## PROBLEM TO WORK ON
Repeat each entry exactly.

[Records excerpted from a collection]
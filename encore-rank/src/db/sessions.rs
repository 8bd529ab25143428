//! Practice session history
//!
//! Rows are appended by session intake and read back, one song and one
//! week at a time, by the weekly leaderboard.

use encore_common::db::{SessionRecord, SongId, UserId};
use encore_common::time::WeekWindow;
use encore_common::Result;
use sqlx::{Executor, Sqlite};

/// Session fields supplied by intake; the id is assigned on insert
#[derive(Debug, Clone)]
pub struct NewSession {
    pub user_id: UserId,
    pub song_id: SongId,
    pub score: i64,
    pub duration_secs: i64,
    pub mode: String,
    /// Unix seconds
    pub practiced_at: i64,
}

/// One session joined with the player's display name
#[derive(Debug, Clone, PartialEq, sqlx::FromRow)]
pub struct ScoredSession {
    pub session_id: i64,
    pub user_id: UserId,
    pub username: String,
    pub score: i64,
    pub practiced_at: i64,
}

pub async fn insert<'e, E>(executor: E, session: &NewSession) -> Result<i64>
where
    E: Executor<'e, Database = Sqlite>,
{
    let result = sqlx::query(
        r#"
        INSERT INTO practice_sessions (user_id, song_id, score, duration_secs, mode, practiced_at)
        VALUES (?, ?, ?, ?, ?, ?)
        "#,
    )
    .bind(session.user_id)
    .bind(session.song_id)
    .bind(session.score)
    .bind(session.duration_secs)
    .bind(&session.mode)
    .bind(session.practiced_at)
    .execute(executor)
    .await?;
    Ok(result.last_insert_rowid())
}

pub async fn get<'e, E>(executor: E, session_id: i64) -> Result<Option<SessionRecord>>
where
    E: Executor<'e, Database = Sqlite>,
{
    let record = sqlx::query_as::<_, SessionRecord>(
        r#"
        SELECT session_id, user_id, song_id, score, duration_secs, mode, practiced_at
        FROM practice_sessions
        WHERE session_id = ?
        "#,
    )
    .bind(session_id)
    .fetch_optional(executor)
    .await?;
    Ok(record)
}

/// Sessions for `song_id` practiced within `[window.start, window.end)`
pub async fn list_for_song_in_window<'e, E>(
    executor: E,
    song_id: SongId,
    window: &WeekWindow,
) -> Result<Vec<ScoredSession>>
where
    E: Executor<'e, Database = Sqlite>,
{
    let rows = sqlx::query_as::<_, ScoredSession>(
        r#"
        SELECT s.session_id, s.user_id, u.username, s.score, s.practiced_at
        FROM practice_sessions s
        JOIN users u ON u.user_id = s.user_id
        WHERE s.song_id = ? AND s.practiced_at >= ? AND s.practiced_at < ?
        ORDER BY s.practiced_at, s.session_id
        "#,
    )
    .bind(song_id)
    .bind(window.start_unix())
    .bind(window.end_unix())
    .fetch_all(executor)
    .await?;
    Ok(rows)
}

## RESULT OF THIS EXERCISE
filename encore-rank/src/db/sessions.rs
repository 8bd529ab25143428
//! Practice session history
//!
//! Rows are appended by session intake and read back, one song and one
//! week at a time, by the weekly leaderboard.

use encore_common::db::{SessionRecord, SongId, UserId};
use encore_common::time::WeekWindow;
use encore_common::Result;
use sqlx::{Executor, Sqlite};

/// Session fields supplied by intake; the id is assigned on insert
#[derive(Debug, Clone)]
pub struct NewSession {
    pub user_id: UserId,
    pub song_id: SongId,
    pub score: i64,
    pub duration_secs: i64,
    pub mode: String,
    /// Unix seconds
    pub practiced_at: i64,
}

/// One session joined with the player's display name
#[derive(Debug, Clone, PartialEq, sqlx::FromRow)]
pub struct ScoredSession {
    pub session_id: i64,
    pub user_id: UserId,
    pub username: String,
    pub score: i64,
    pub practiced_at: i64,
}

pub async fn insert<'e, E>(executor: E, session: &NewSession) -> Result<i64>
where
    E: Executor<'e, Database = Sqlite>,
{
    let result = sqlx::query(
        r#"
        INSERT INTO practice_sessions (user_id, song_id, score, duration_secs, mode, practiced_at)
        VALUES (?, ?, ?, ?, ?, ?)
        "#,
    )
    .bind(session.user_id)
    .bind(session.song_id)
    .bind(session.score)
    .bind(session.duration_secs)
    .bind(&session.mode)
    .bind(session.practiced_at)
    .execute(executor)
    .await?;
    Ok(result.last_insert_rowid())
}

pub async fn get<'e, E>(executor: E, session_id: i64) -> Result<Option<SessionRecord>>
where
    E: Executor<'e, Database = Sqlite>,
{
    let record = sqlx::query_as::<_, SessionRecord>(
        r#"
        SELECT session_id, user_id, song_id, score, duration_secs, mode, practiced_at
        FROM practice_sessions
        WHERE session_id = ?
        "#,
    )
    .bind(session_id)
    .fetch_optional(executor)
    .await?;
    Ok(record)
}

/// Sessions for `song_id` practiced within `[window.start, window.end)`
pub async fn list_for_song_in_window<'e, E>(
    executor: E,
    song_id: SongId,
    window: &WeekWindow,
) -> Result<Vec<ScoredSession>>
where
    E: Executor<'e, Database = Sqlite>,
{
    let rows = sqlx::query_as::<_, ScoredSession>(
        r#"
        SELECT s.session_id, s.user_id, u.username, s.score, s.practiced_at
        FROM practice_sessions s
        JOIN users u ON u.user_id = s.user_id
        WHERE s.song_id = ? AND s.practiced_at >= ? AND s.practiced_at < ?
        ORDER BY s.practiced_at, s.session_id
        "#,
    )
    .bind(song_id)
    .bind(window.start_unix())
    .bind(window.end_unix())
    .fetch_all(executor)
    .await?;
    Ok(rows)
}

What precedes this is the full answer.